Executiva fala sobre o mercado de trabalho para as mulheres

Marly Vidal, diretora administrativa e RH na Sabin Medicina Diagnóstica, defende que para ter sucesso profissional, a mulher não precisa ter fracasso na família

"Para ter sucesso profissional, a mulher não precisa ter fracasso na família", defende Marly Vidal. Foto: Divulgação
“Para ter sucesso profissional, a mulher não precisa ter fracasso na família”, defende Marly Vidal. Foto: Divulgação

Estimativa do Fórum Econômico Mundial aponta que daqui a 60 anos as mulheres vão ganhar o mesmo que os homens na mesma função. E só em 2123 que elas vão ocupar o mesmo número de cargos em alta gestão que o público masculino. Para mudar essa perspectiva, a diretora administrativa e RH da Sabin Medicina Diagnóstica, Marly Vidal, defende que as empresas tenham a preocupação de fazer a gestão da remuneração e política da diversidade, para garantir mais mulheres em cargos de chefia e, ainda, que elas equilibrem vida profissional e familiar. A diretora da empresa, que foi eleita em 2018 a melhor para a mulher trabalhar no Brasil, vai dar palestra amanhã para convidados da Unimed Vitória, que inicia um movimento para debater a ampliação da participação feminina em vários setores da sociedade.

O número de mulheres à frente dos cargos de liderança ainda é baixo, e nas diversas profissões ainda ganham menos que os homens. Como vê essa situação?
Eu vivo uma realidade diferente porque a nossa empresa hoje tem 77% de mulheres e 74% da liderança é feminina. Dentro da perspectiva do mercado de mulher com dificuldade de ascensão dentro da empresa, hoje a gente tem políticas com a preocupação de fazer a gestão da remuneração e na política da diversidade.

Você tem 29 anos de mercado. Como foi a sua trajetória?
Comecei no Sabin como atendente quando a empresa tinha apenas sete anos. E foi ali que construí minha trajetória, passando por vários cargos, de supervisão, coordenação, nível de gerente e nível de superintendente, até quando surgiu a governança e passei para o cargo de diretora de administração, em 2014.

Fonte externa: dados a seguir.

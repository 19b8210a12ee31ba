// SPDX-License-Identifier: BSD-3-Clause
// Copyright 2025. Triad National Security, LLC.

use std::sync::atomic::{AtomicU8, Ordering};

pub const RECEIVE: u8 = 0x01;
pub const SEND: u8 = 0x02;

/// One byte of connection state. Receive loops run while [`RECEIVE`] is set;
/// sends are rejected while [`SEND`] is clear. Disposing clears both bits,
/// and the caller that observes the transition owns the teardown, which is
/// what makes disconnects idempotent.
#[derive(Debug, Default)]
pub struct StateFlags {
    bits: AtomicU8,
}

impl StateFlags {
    pub fn new() -> Self {
        Self::default()
    }

    /// Marks the connection live for both directions.
    pub fn open(&self) {
        self.bits.store(RECEIVE | SEND, Ordering::Release);
    }

    /// Clears both bits. Returns the bits that were set, so exactly one
    /// caller sees a non-zero value and runs the teardown.
    pub fn close(&self) -> u8 {
        self.bits.swap(0, Ordering::AcqRel)
    }

    pub fn receiving(&self) -> bool {
        self.bits.load(Ordering::Acquire) & RECEIVE != 0
    }

    pub fn sending(&self) -> bool {
        self.bits.load(Ordering::Acquire) & SEND != 0
    }
}
// SPDX-License-Identifier: BSD-3-Clause
// Copyright 2025. Triad National Security, LLC.

//! Server-side peer registry.
//!
//! One entry per connected peer, inserted when a CONNECT handshake is
//! accepted and removed on disconnect. A single short lock covers insert,
//! remove, lookup, and snapshot; broadcast iteration happens outside it on
//! a copied key set, so a slow socket never blocks registration.

use std::collections::HashMap;
use std::sync::{Arc, Mutex};
use std::time::Instant;

use crate::PeerKey;

/// Per-peer state. `U` is whatever the application attaches to a peer via
/// the server's factory.
pub struct Peer<U> {
    key: PeerKey,
    last_received: Mutex<Instant>,
    pub user: U,
}

impl<U> Peer<U> {
    fn new(key: PeerKey, user: U) -> Self {
        Self {
            key,
            last_received: Mutex::new(Instant::now()),
            user,
        }
    }

    pub fn key(&self) -> PeerKey {
        self.key
    }

    /// Monotonic instant of the last frame seen from this peer.
    pub fn last_received(&self) -> Instant {
        *self.last_received.lock().unwrap()
    }

    pub(crate) fn touch(&self) {
        *self.last_received.lock().unwrap() = Instant::now();
    }
}

pub struct PeerRegistry<U> {
    peers: Mutex<HashMap<PeerKey, Arc<Peer<U>>>>,
}

impl<U> PeerRegistry<U> {
    pub fn with_capacity(capacity: usize) -> Self {
        Self {
            peers: Mutex::new(HashMap::with_capacity(capacity)),
        }
    }

    /// Inserts a peer, or returns the existing entry for the key: while a
    /// peer is registered there is exactly one state for it, and a repeated
    /// CONNECT does not replace it.
    pub fn insert(&self, key: PeerKey, user: U) -> (Arc<Peer<U>>, bool) {
        let mut peers = self.peers.lock().unwrap();

        match peers.get(&key) {
            Some(existing) => (Arc::clone(existing), false),
            None => {
                let peer = Arc::new(Peer::new(key, user));
                peers.insert(key, Arc::clone(&peer));
                (peer, true)
            }
        }
    }

    pub fn remove(&self, key: &PeerKey) -> Option<Arc<Peer<U>>> {
        self.peers.lock().unwrap().remove(key)
    }

    pub fn get(&self, key: &PeerKey) -> Option<Arc<Peer<U>>> {
        self.peers.lock().unwrap().get(key).map(Arc::clone)
    }

    pub fn len(&self) -> usize {
        self.peers.lock().unwrap().len()
    }

    pub fn is_empty(&self) -> bool {
        self.len() == 0
    }

    /// Copies the current key set into `out` under the registry lock. The
    /// caller iterates after the lock is released.
    pub fn snapshot_into(&self, out: &mut Vec<PeerKey>) {
        let peers = self.peers.lock().unwrap();
        out.extend(peers.keys().copied());
    }
}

Acredita que alguma característica feminina pode ajudar em cargos de chefia?
A mulher é dinâmica, tem sensibilidade e um olhar diferente. E ter uma visão 360 graus ajuda na organização. Além disso, as mulheres correram atrás e estão se qualificando mais e numa posição que possam proporcionar o protagonismo para que tenham ainda mais ascensão na carreira.

O que falta para mulheres aumentarem a participação em cargos de chefia nas empresas?
É preciso investir na política de diversidade, proporcionando oportunidades para mulheres. Precisa ser observado o índice de mulheres participando do processo seletivo para uma vaga para que a mulher sinta que está ali por mérito. Recentemente tivemos uma vaga de gerente contábil, muitas vezes um perfil mais masculino, mas abrimos processo seletivo só para mulheres. O RH precisa ter a preocupação de trazer a diversidade para o grupo de funcionários.

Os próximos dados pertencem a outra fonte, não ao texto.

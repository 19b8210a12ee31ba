// SPDX-License-Identifier: BSD-3-Clause
// Copyright 2025. Triad National Security, LLC.

use std::sync::mpsc::{channel, RecvTimeoutError, Sender};
use std::sync::Mutex;
use std::time::Duration;

use frame_protocol::dispatch::{CommandError, DispatchTable};
use frame_protocol::frame::{self, Mode};
use frame_protocol::reassembly::OwnedFrame;

const WAIT: Duration = Duration::from_secs(2);
const SETTLE: Duration = Duration::from_millis(200);

fn owned_frame(command: u16, payload: &[u8], response_id: u32) -> OwnedFrame {
    let bytes = frame::serialize(command, payload, response_id, Mode::default()).unwrap();
    OwnedFrame::parse(&bytes, 4096).unwrap()
}

fn passthrough(bytes: &[u8]) -> Option<Vec<u8>> {
    Some(bytes.to_vec())
}

/// A handler can only send through a Sender behind a lock; mpsc senders
/// are not shareable on their own.
fn tap<T: Send + 'static>() -> (Mutex<Sender<T>>, std::sync::mpsc::Receiver<T>) {
    let (tx, rx) = channel();
    (Mutex::new(tx), rx)
}

#[test]
fn subscriber_receives_dispatched_frames() {
    let table: DispatchTable<()> = DispatchTable::with_capacity(16);
    table.add_command(42, passthrough).unwrap();

    let (tx, rx) = tap();
    table
        .add_subscriber(42, move |_ctx: &(), message: &Vec<u8>| {
            tx.lock().unwrap().send(message.clone()).unwrap();
        })
        .unwrap();

    assert!(table.dispatch(1, (), owned_frame(42, &[0xDE, 0xAD], 0)));
    assert_eq!(rx.recv_timeout(WAIT).unwrap(), vec![0xDE, 0xAD]);
}

#[test]
fn reserved_ids_are_rejected() {
    let table: DispatchTable<()> = DispatchTable::with_capacity(16);

    assert_eq!(table.add_command(65501, passthrough), Err(CommandError::Reserved));
    assert_eq!(table.add_command(65535, passthrough), Err(CommandError::Reserved));

    let result = table.add_subscriber(65535, |_: &(), _: &Vec<u8>| {});
    assert_eq!(result.unwrap_err(), CommandError::Reserved);
}

#[test]
fn subscribing_before_the_command_exists_fails() {
    let table: DispatchTable<()> = DispatchTable::with_capacity(16);

    let result = table.add_subscriber(7, |_: &(), _: &Vec<u8>| {});
    assert_eq!(result.unwrap_err(), CommandError::Unregistered);
}

#[test]
fn add_command_is_idempotent() {
    let table: DispatchTable<()> = DispatchTable::with_capacity(16);

    table.add_command(8, passthrough).unwrap();

    let (tx, rx) = tap();
    table
        .add_subscriber(8, move |_: &(), m: &Vec<u8>| {
            tx.lock().unwrap().send(m.clone()).unwrap();
        })
        .unwrap();

    // Re-registering keeps the original entry: the decoder stays, and the
    // subscriber list survives.
    table.add_command(8, |_| None::<Vec<u8>>).unwrap();

    assert!(table.dispatch(1, (), owned_frame(8, b"kept", 0)));
    assert_eq!(rx.recv_timeout(WAIT).unwrap(), b"kept".to_vec());
}

/// A subscriber registered and removed before any frame arrives sees
/// nothing.
#[test]
fn removed_subscriber_gets_no_callbacks() {
    let table: DispatchTable<()> = DispatchTable::with_capacity(16);
    table.add_command(9, passthrough).unwrap();

    let (tx, rx) = tap();
    let sub = table
        .add_subscriber(9, move |_: &(), m: &Vec<u8>| {
            tx.lock().unwrap().send(m.clone()).unwrap();
        })
        .unwrap();

    assert!(table.remove_subscriber(9, sub));
    assert!(!table.remove_subscriber(9, sub));

    // Removing the registration dropped the handler (and its sender), so
    // nothing can ever arrive.
    table.dispatch(1, (), owned_frame(9, b"unseen", 0));
    assert!(rx.recv_timeout(SETTLE).is_err());
}

/// A late subscriber sees only the frames dispatched after it registered.
#[test]
fn late_subscriber_sees_only_later_frames() {
    let table: DispatchTable<()> = DispatchTable::with_capacity(16);
    table.add_command(10, passthrough).unwrap();

    table.dispatch(1, (), owned_frame(10, b"early-1", 0));
    table.dispatch(1, (), owned_frame(10, b"early-2", 0));

    let (tx, rx) = tap();
    table
        .add_subscriber(10, move |_: &(), m: &Vec<u8>| {
            tx.lock().unwrap().send(m.clone()).unwrap();
        })
        .unwrap();

    table.dispatch(1, (), owned_frame(10, b"late", 0));

    assert_eq!(rx.recv_timeout(WAIT).unwrap(), b"late".to_vec());
    assert_eq!(rx.recv_timeout(SETTLE).unwrap_err(), RecvTimeoutError::Timeout);
}

#[test]
fn subscribers_fire_in_registration_order() {
    let table: DispatchTable<()> = DispatchTable::with_capacity(16);
    table.add_command(11, passthrough).unwrap();

    // Both subscribers report through the same channel.
    let (tx, rx) = channel();
    let first = Mutex::new(tx.clone());
    let second = Mutex::new(tx);

    table
        .add_subscriber(11, move |_: &(), _: &Vec<u8>| {
            first.lock().unwrap().send(1u8).unwrap();
        })
        .unwrap();

    table
        .add_subscriber(11, move |_: &(), _: &Vec<u8>| {
            second.lock().unwrap().send(2u8).unwrap();
        })
        .unwrap();

    table.dispatch(1, (), owned_frame(11, b"x", 0));

    assert_eq!(rx.recv_timeout(WAIT).unwrap(), 1);
    assert_eq!(rx.recv_timeout(WAIT).unwrap(), 2);
}

/// Frames on one routing key are delivered in submission order.
#[test]
fn same_route_preserves_fifo() {
    let table: DispatchTable<()> = DispatchTable::with_capacity(16);
    table.add_command(12, passthrough).unwrap();

    let (tx, rx) = tap();
    table
        .add_subscriber(12, move |_: &(), m: &Vec<u8>| {
            tx.lock().unwrap().send(m[0]).unwrap();
        })
        .unwrap();

    for i in 0..32u8 {
        table.dispatch(99, (), owned_frame(12, &[i], 0));
    }

    for i in 0..32u8 {
        assert_eq!(rx.recv_timeout(WAIT).unwrap(), i);
    }
}

#[test]
fn decoder_failure_drops_the_frame() {
    let table: DispatchTable<()> = DispatchTable::with_capacity(16);
    table.add_command(13, |_| None::<Vec<u8>>).unwrap();

    let (tx, rx) = tap::<Vec<u8>>();
    table
        .add_subscriber(13, move |_: &(), m: &Vec<u8>| {
            tx.lock().unwrap().send(m.clone()).unwrap();
        })
        .unwrap();

    table.dispatch(1, (), owned_frame(13, b"bad", 0));
    assert_eq!(rx.recv_timeout(SETTLE).unwrap_err(), RecvTimeoutError::Timeout);
}

#[test]
fn removed_command_stops_dispatching() {
    let table: DispatchTable<()> = DispatchTable::with_capacity(16);
    table.add_command(14, passthrough).unwrap();

    assert!(table.registered(14));
    assert!(table.remove_command(14));
    assert!(!table.registered(14));

    assert!(!table.dispatch(1, (), owned_frame(14, b"gone", 0)));
}

/// A panicking handler is isolated: later frames still reach the
/// subscribers.
#[test]
fn handler_panic_does_not_kill_the_worker() {
    let table: DispatchTable<()> = DispatchTable::with_capacity(16);
    table.add_command(15, passthrough).unwrap();

    let (tx, rx) = tap();
    table
        .add_subscriber(15, move |_: &(), m: &Vec<u8>| {
            if m[0] == 0xFF {
                panic!("boom");
            }
            tx.lock().unwrap().send(m[0]).unwrap();
        })
        .unwrap();

    table.dispatch(5, (), owned_frame(15, &[0xFF], 0));
    table.dispatch(5, (), owned_frame(15, &[0x01], 0));

    assert_eq!(rx.recv_timeout(WAIT).unwrap(), 0x01);
}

A rotina da mulher ainda engloba em grande parte do dia o cuidado da casa e dos filhos. Como conciliar todas essas tarefas com a gestão nas empresas?
Uma das coisas que trabalhamos muito na empresa é no autoconhecimento para que desenvolvam equilíbrio nas relações. Mostramos, em palestras, que não está certo focar só no trabalho e que pode se ter ascensão profissional e ter também outra linha da vida equilibrada. Por isso mostramos sempre que não significa que para ter sucesso profissional a mulher tem que ter fracasso na família ou nas relações sociais. Trabalhamos para que a mulher não se sinta menor pelo fato de equilibrar todas as áreas da vida.

Hoje vemos muitas mulheres aproveitando para empreender, principalmente após a maternidade. Como vê isso?
Empreender é um ponto importante e se você tem o desejo empreende em qualquer lugar. Mas vejo também que esse é um ponto importante para as empresas mudarem a filosofia de que após a maternidade a mulher vai ter perda de produtividade. Pelo contrário, a mulher passa a ter outra relação com o trabalho e por isso estendemos a licença-maternidade para seis meses e mais um mês de férias. Passamos também por uma mudança de comportamento que a mulher passou a ter filho mais velha e muitas optavam por não voltar ao trabalho depois do nascimento. Depois que ampliamos a licença, o índice de retorno tem ficado em 100%. Precisamos de mais políticas na iniciativa privada para incentivarmos a mulher.